Saturday, March 29, 2008

I remember when...

I remember when I was a blogspot blogger through and through. Then I lost a(nother) kid, raised some money, had a short lived media blitz, stopped writing poetry and opened a Mommies Group. Somewhere amid all that chaos, I lost my mind and did what I thought at the time constituted "moving on."

Moving on isn't always all it's cracked up to be.

Since then I've managed to see my oldest turn 18 and move out, my oldest daughter become a hormonal teenager, put my youngest son into gifted classes, and raised my youngest child to the ripe old age of 4 1/2... she starts kindergarten in the Fall... if I don't decide to homeschool her that is. I'm leaning towards homeschooling, despite all the begging she does to ride the school bus.

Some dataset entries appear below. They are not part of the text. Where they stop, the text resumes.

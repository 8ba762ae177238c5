//! Static generation tables consumed by the world generator.

use std::path::Path;

use serde::{Deserialize, Serialize};

use crate::constants::*;
use crate::error::ConfigError;
use crate::seed::Mulberry32;

/// Continuous `[min, max)` envelope.
#[derive(Debug, Clone, Copy, PartialEq, Serialize, Deserialize)]
pub struct Envelope {
    pub min: f64,
    pub max: f64,
}

impl Envelope {
    pub const fn new(min: f64, max: f64) -> Self {
        Self { min, max }
    }

    /// One draw from `rng`.
    pub fn sample(&self, rng: &mut Mulberry32) -> f64 {
        rng.range(self.min, self.max)
    }

    fn check(&self, field: &'static str) -> Result<(), ConfigError> {
        if !self.min.is_finite() || !self.max.is_finite() || self.min > self.max {
            return Err(ConfigError::InvalidRange {
                field,
                min: self.min,
                max: self.max,
            });
        }
        Ok(())
    }

    fn check_positive(&self, field: &'static str) -> Result<(), ConfigError> {
        self.check(field)?;
        if self.min <= 0.0 {
            return Err(ConfigError::NotPositive {
                field,
                value: self.min,
            });
        }
        Ok(())
    }
}

/// Inclusive integer count range.
#[derive(Debug, Clone, Copy, PartialEq, Eq, Serialize, Deserialize)]
pub struct CountRange {
    pub min: u32,
    pub max: u32,
}

impl CountRange {
    pub const fn new(min: u32, max: u32) -> Self {
        Self { min, max }
    }

    pub fn sample(&self, rng: &mut Mulberry32) -> u32 {
        rng.range_inclusive(self.min, self.max)
    }

    fn check(&self, field: &'static str) -> Result<(), ConfigError> {
        if self.min > self.max {
            return Err(ConfigError::InvalidRange {
                field,
                min: self.min as f64,
                max: self.max as f64,
            });
        }
        Ok(())
    }
}

/// A planet archetype: base name, palette and physical envelopes.
#[derive(Debug, Clone, PartialEq, Serialize, Deserialize)]
pub struct PlanetArchetype {
    pub name: String,
    pub palette: Vec<u32>,
    pub radius: Envelope,
    /// Bulk density used for mass.
    pub density: f64,
    pub dockable_probability: f64,
    pub greetings: Vec<String>,
}

impl PlanetArchetype {
    fn new(
        name: &str,
        palette: &[u32],
        radius: Envelope,
        density: f64,
        dockable_probability: f64,
        greetings: &[&str],
    ) -> Self {
        Self {
            name: name.to_string(),
            palette: palette.to_vec(),
            radius,
            density,
            dockable_probability,
            greetings: greetings.iter().map(|g| g.to_string()).collect(),
        }
    }

    fn validate(&self) -> Result<(), ConfigError> {
        let fail = |reason: &str| ConfigError::Archetype {
            archetype: self.name.clone(),
            reason: reason.to_string(),
        };
        if self.name.is_empty() {
            return Err(fail("empty name"));
        }
        if self.palette.is_empty() {
            return Err(fail("empty palette"));
        }
        if self.greetings.is_empty() {
            return Err(fail("no greetings"));
        }
        if !(self.density > 0.0) {
            return Err(fail("density must be positive"));
        }
        self.radius.check_positive("archetype.radius")?;
        check_probability("archetype.dockable_probability", self.dockable_probability)
    }
}

#[derive(Debug, Clone, PartialEq, Serialize, Deserialize)]
pub struct OrbitRules {
    pub first_orbit: f64,
    pub spacing: f64,
    pub jitter: f64,
    pub vertical_offset: f64,
    pub rotation_speed: Envelope,
}

#[derive(Debug, Clone, PartialEq, Serialize, Deserialize)]
pub struct RingRules {
    pub probability: f64,
    pub inner_ratio: Envelope,
    pub width_ratio: Envelope,
    pub max_tilt: f64,
}

#[derive(Debug, Clone, PartialEq, Serialize, Deserialize)]
pub struct MoonRules {
    pub probability: f64,
    pub radius_ratio: Envelope,
    pub orbit_ratio: Envelope,
    pub orbit_speed: Envelope,
    pub palette: Vec<u32>,
}

#[derive(Debug, Clone, PartialEq, Serialize, Deserialize)]
pub struct StationRules {
    pub max_count: u32,
    pub orbit_ratio: Envelope,
    pub size_ratio: Envelope,
    pub orbit_speed: Envelope,
    pub suffixes: Vec<String>,
}

#[derive(Debug, Clone, PartialEq, Serialize, Deserialize)]
pub struct AsteroidRules {
    pub candidate_count: usize,
    pub extent: Envelope,
    pub field_distance: Envelope,
    pub vertical_offset: f64,
    pub radius: Envelope,
    pub max_spin: f64,
    pub health_per_radius: f64,
}

#[derive(Debug, Clone, PartialEq, Serialize, Deserialize)]
pub struct DerelictRules {
    pub count: CountRange,
    pub distance: Envelope,
    pub radius: Envelope,
    pub pieces: CountRange,
}

/// Every table the generators read.
#[derive(Debug, Clone, PartialEq, Serialize, Deserialize)]
pub struct GenerationRules {
    pub archetypes: Vec<PlanetArchetype>,
    pub designations: Vec<String>,
    pub planet_count: CountRange,
    pub orbits: OrbitRules,
    pub rings: RingRules,
    pub moons: MoonRules,
    pub stations: StationRules,
    pub asteroids: AsteroidRules,
    pub derelicts: DerelictRules,
}

impl Default for GenerationRules {
    fn default() -> Self {
        Self {
            archetypes: default_archetypes(),
            designations: PLANET_DESIGNATIONS.iter().map(|d| d.to_string()).collect(),
            planet_count: CountRange::new(PLANET_COUNT_MIN, PLANET_COUNT_MAX),
            orbits: OrbitRules {
                first_orbit: FIRST_ORBIT_DISTANCE,
                spacing: ORBIT_SPACING,
                jitter: ORBIT_JITTER,
                vertical_offset: PLANET_VERTICAL_OFFSET,
                rotation_speed: Envelope::new(PLANET_ROTATION_SPEED_MIN, PLANET_ROTATION_SPEED_MAX),
            },
            rings: RingRules {
                probability: RING_PROBABILITY,
                inner_ratio: Envelope::new(RING_INNER_RATIO_MIN, RING_INNER_RATIO_MAX),
                width_ratio: Envelope::new(RING_WIDTH_RATIO_MIN, RING_WIDTH_RATIO_MAX),
                max_tilt: RING_MAX_TILT,
            },
            moons: MoonRules {
                probability: MOON_PROBABILITY,
                radius_ratio: Envelope::new(MOON_RADIUS_RATIO_MIN, MOON_RADIUS_RATIO_MAX),
                orbit_ratio: Envelope::new(MOON_ORBIT_RATIO_MIN, MOON_ORBIT_RATIO_MAX),
                orbit_speed: Envelope::new(MOON_ORBIT_SPEED_MIN, MOON_ORBIT_SPEED_MAX),
                palette: MOON_PALETTE.to_vec(),
            },
            stations: StationRules {
                max_count: STATION_COUNT_MAX,
                orbit_ratio: Envelope::new(STATION_ORBIT_RATIO_MIN, STATION_ORBIT_RATIO_MAX),
                size_ratio: Envelope::new(STATION_SIZE_RATIO_MIN, STATION_SIZE_RATIO_MAX),
                orbit_speed: Envelope::new(STATION_ORBIT_SPEED_MIN, STATION_ORBIT_SPEED_MAX),
                suffixes: STATION_SUFFIXES.iter().map(|s| s.to_string()).collect(),
            },
            asteroids: AsteroidRules {
                candidate_count: ASTEROID_CANDIDATE_COUNT,
                extent: Envelope::new(ASTEROID_FIELD_EXTENT_MIN, ASTEROID_FIELD_EXTENT_MAX),
                field_distance: Envelope::new(
                    ASTEROID_FIELD_DISTANCE_MIN,
                    ASTEROID_FIELD_DISTANCE_MAX,
                ),
                vertical_offset: ASTEROID_FIELD_VERTICAL_OFFSET,
                radius: Envelope::new(ASTEROID_RADIUS_MIN, ASTEROID_RADIUS_MAX),
                max_spin: ASTEROID_SPIN_MAX,
                health_per_radius: ASTEROID_HEALTH_PER_RADIUS,
            },
            derelicts: DerelictRules {
                count: CountRange::new(DERELICT_COUNT_MIN, DERELICT_COUNT_MAX),
                distance: Envelope::new(DERELICT_DISTANCE_MIN, DERELICT_DISTANCE_MAX),
                radius: Envelope::new(DERELICT_RADIUS_MIN, DERELICT_RADIUS_MAX),
                pieces: CountRange::new(DERELICT_PIECES_MIN, DERELICT_PIECES_MAX),
            },
        }
    }
}

impl GenerationRules {
    /// Load rules from a JSON file and validate them.
    pub fn from_json_file(path: &Path) -> Result<Self, ConfigError> {
        let json = std::fs::read_to_string(path)?;
        let rules: GenerationRules = serde_json::from_str(&json)?;
        rules.validate()?;
        tracing::info!(path = %path.display(), "loaded generation rules");
        Ok(rules)
    }

    /// Reject tables that would produce a corrupt or nonsensical world.
    pub fn validate(&self) -> Result<(), ConfigError> {
        if self.archetypes.is_empty() {
            return Err(ConfigError::EmptyTable { table: "archetypes" });
        }
        for archetype in &self.archetypes {
            archetype.validate()?;
        }
        if self.designations.is_empty() {
            return Err(ConfigError::EmptyTable {
                table: "designations",
            });
        }
        self.planet_count.check("planet_count")?;

        let orbits = &self.orbits;
        check_positive("orbits.first_orbit", orbits.first_orbit)?;
        check_positive("orbits.spacing", orbits.spacing)?;
        check_non_negative("orbits.jitter", orbits.jitter)?;
        check_non_negative("orbits.vertical_offset", orbits.vertical_offset)?;
        orbits.rotation_speed.check("orbits.rotation_speed")?;

        check_probability("rings.probability", self.rings.probability)?;
        self.rings.inner_ratio.check_positive("rings.inner_ratio")?;
        self.rings.width_ratio.check_positive("rings.width_ratio")?;
        check_non_negative("rings.max_tilt", self.rings.max_tilt)?;

        check_probability("moons.probability", self.moons.probability)?;
        self.moons.radius_ratio.check_positive("moons.radius_ratio")?;
        self.moons.orbit_ratio.check_positive("moons.orbit_ratio")?;
        self.moons.orbit_speed.check("moons.orbit_speed")?;
        if self.moons.palette.is_empty() {
            return Err(ConfigError::EmptyTable {
                table: "moons.palette",
            });
        }

        self.stations.orbit_ratio.check_positive("stations.orbit_ratio")?;
        self.stations.size_ratio.check_positive("stations.size_ratio")?;
        self.stations.orbit_speed.check("stations.orbit_speed")?;
        if self.stations.suffixes.is_empty() {
            return Err(ConfigError::EmptyTable {
                table: "stations.suffixes",
            });
        }

        let asteroids = &self.asteroids;
        asteroids.extent.check_positive("asteroids.extent")?;
        asteroids.field_distance.check("asteroids.field_distance")?;
        check_non_negative("asteroids.vertical_offset", asteroids.vertical_offset)?;
        asteroids.radius.check_positive("asteroids.radius")?;
        check_non_negative("asteroids.max_spin", asteroids.max_spin)?;
        check_positive("asteroids.health_per_radius", asteroids.health_per_radius)?;

        self.derelicts.count.check("derelicts.count")?;
        self.derelicts.distance.check("derelicts.distance")?;
        self.derelicts.radius.check_positive("derelicts.radius")?;
        self.derelicts.pieces.check("derelicts.pieces")?;
        Ok(())
    }
}

fn check_probability(field: &'static str, value: f64) -> Result<(), ConfigError> {
    if !(0.0..=1.0).contains(&value) {
        return Err(ConfigError::Probability { field, value });
    }
    Ok(())
}

fn check_positive(field: &'static str, value: f64) -> Result<(), ConfigError> {
    if !(value > 0.0) || !value.is_finite() {
        return Err(ConfigError::NotPositive { field, value });
    }
    Ok(())
}

fn check_non_negative(field: &'static str, value: f64) -> Result<(), ConfigError> {
    if !(value >= 0.0) || !value.is_finite() {
        return Err(ConfigError::NotPositive { field, value });
    }
    Ok(())
}

/// The shipped archetype table.
fn default_archetypes() -> Vec<PlanetArchetype> {
    vec![
        PlanetArchetype::new(
            "Aridus",
            &[0x8B4513, 0xC2B280, 0xA0522D],
            Envelope::new(60.0, 100.0),
            4.5,
            0.6,
            &[
                "Welcome to the dust plains. Water is rationed.",
                "Landing pads are swept hourly. Mind the sand.",
            ],
        ),
        PlanetArchetype::new(
            "Thalassa",
            &[0x1E90FF, 0x2E8B57, 0x4682B4],
            Envelope::new(70.0, 110.0),
            3.8,
            0.8,
            &[
                "Floating docks ahead. Keep to the marked lanes.",
                "Tide charts are posted at every berth.",
            ],
        ),
        PlanetArchetype::new(
            "Ignis",
            &[0xB22222, 0xFF4500, 0x2F1B14],
            Envelope::new(50.0, 90.0),
            5.5,
            0.3,
            &[
                "Heat shields to full before descent.",
                "Foundry traffic has priority. State your cargo.",
            ],
        ),
        PlanetArchetype::new(
            "Glacies",
            &[0xE0FFFF, 0xB0C4DE, 0xF0F8FF],
            Envelope::new(50.0, 85.0),
            2.9,
            0.5,
            &[
                "Ice caverns are open to licensed haulers only.",
                "Surface temperature is lethal. Stay docked.",
            ],
        ),
        PlanetArchetype::new(
            "Nebulon",
            &[0xDAA520, 0xCD853F, 0x9370DB],
            Envelope::new(140.0, 220.0),
            1.3,
            0.0,
            &["No solid surface. Skimming permits required."],
        ),
        PlanetArchetype::new(
            "Sylva",
            &[0x228B22, 0x6B8E23, 0x556B2F],
            Envelope::new(65.0, 105.0),
            5.0,
            0.9,
            &[
                "Quarantine scan in progress. Please hold.",
                "Welcome, traveler. The canopy markets are open.",
            ],
        ),
    ]
}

Let's see what else? My estranged father died, just after Nova did, but I didn't find that out until a few months ago. I found his oldest daughter, my half sister. Well, actually, she found me but that's a long story I choose not to share at the moment.

We've moved out of the house we rented for 5 1/2 years. Been in the new place for a couple months now... funny part is that my mother moved in with me in the old house 4 years ago, but when we moved out, she didn't. She's still there at the old place with my long lost half sister, my oldest son, and *my* garden. I won't deny that there are some hard feelings there, or that I miss my garden. It was a magical spot, my magical spot, the place I created, my therapy, where I spent time concentrating on life when I was lost in death... And I ran off and abandoned it. Yet another plot of dirt I won't visit.

I had a job, managing a small family owned coffee shop. Loved the job. The boss? Not so much. Unfortunately, I didn't learn what a hateful bitch she is until after I chose to move into THIS house, for the sake of that job, because it's within walking distance... convenient since I don't drive huh?

So much for that.

I've learned a few lessons in humman psychology since I left here too. Mainly that I am not the kind of girl who bonds well. That I'm not well suited to dealing with certain types of women - one of whom was my "partner" in the Mommies group. She showed her ass and left though, so there are silver linings right?

So now I'm trying to figure out what to do with my life... I've never reached this point before, when my youngest is going off to school (or, at the very least, has reached a completely new level of independence) in the absence of pregnancy or a new baby. What now?

No clue. For now I'm content to sit around and ponder about it without actually *doing* anything. Whatever.

I'm on year #3 of joining the AHA Heart Walk. Team Nova 2008. I've raised $50. My goal is $5000. I don't see me making it. I'm up to my eyeballs with the new house, the group, work, life, being a wife and mother.

I had another mother contact me recently, another heart mom with 2 heart kids. Hers were happier stories than mine... Anyway, she said that she read somewhere that there were only 7 recorded cases of a mother with multiple children with severe heart defects since 1980. 7 unlucky couples, she and I being 2 of those 7. Boy do I have a way with beating the odds eh? ;)

Anyway, my point in raising money for the AHA was because I want to help with researching families like mine, families who've lost children to CHD who have been told that there are some "unknown, unexplained" genetic reasons for the CHDs their children were born with. But all the money in the world won't make it possible to research something that happens 7 times in 28 years. There just aren't enough people to study... I mean really, what's that, 14 kids, and at least 2 of them are dead... not much of a pool to build a medical research project on. Not enough participants to even come out with remotely valid results.

Well now, that was a tangent I didn't mean to go off on.

Anyway. I'm on Myspace way more than I am blogspot now. I miss blogger. OK, I miss having my shit together like I did when I was here all the time. And there's no going back. Now, well, things are different now. Not better or worse, just different.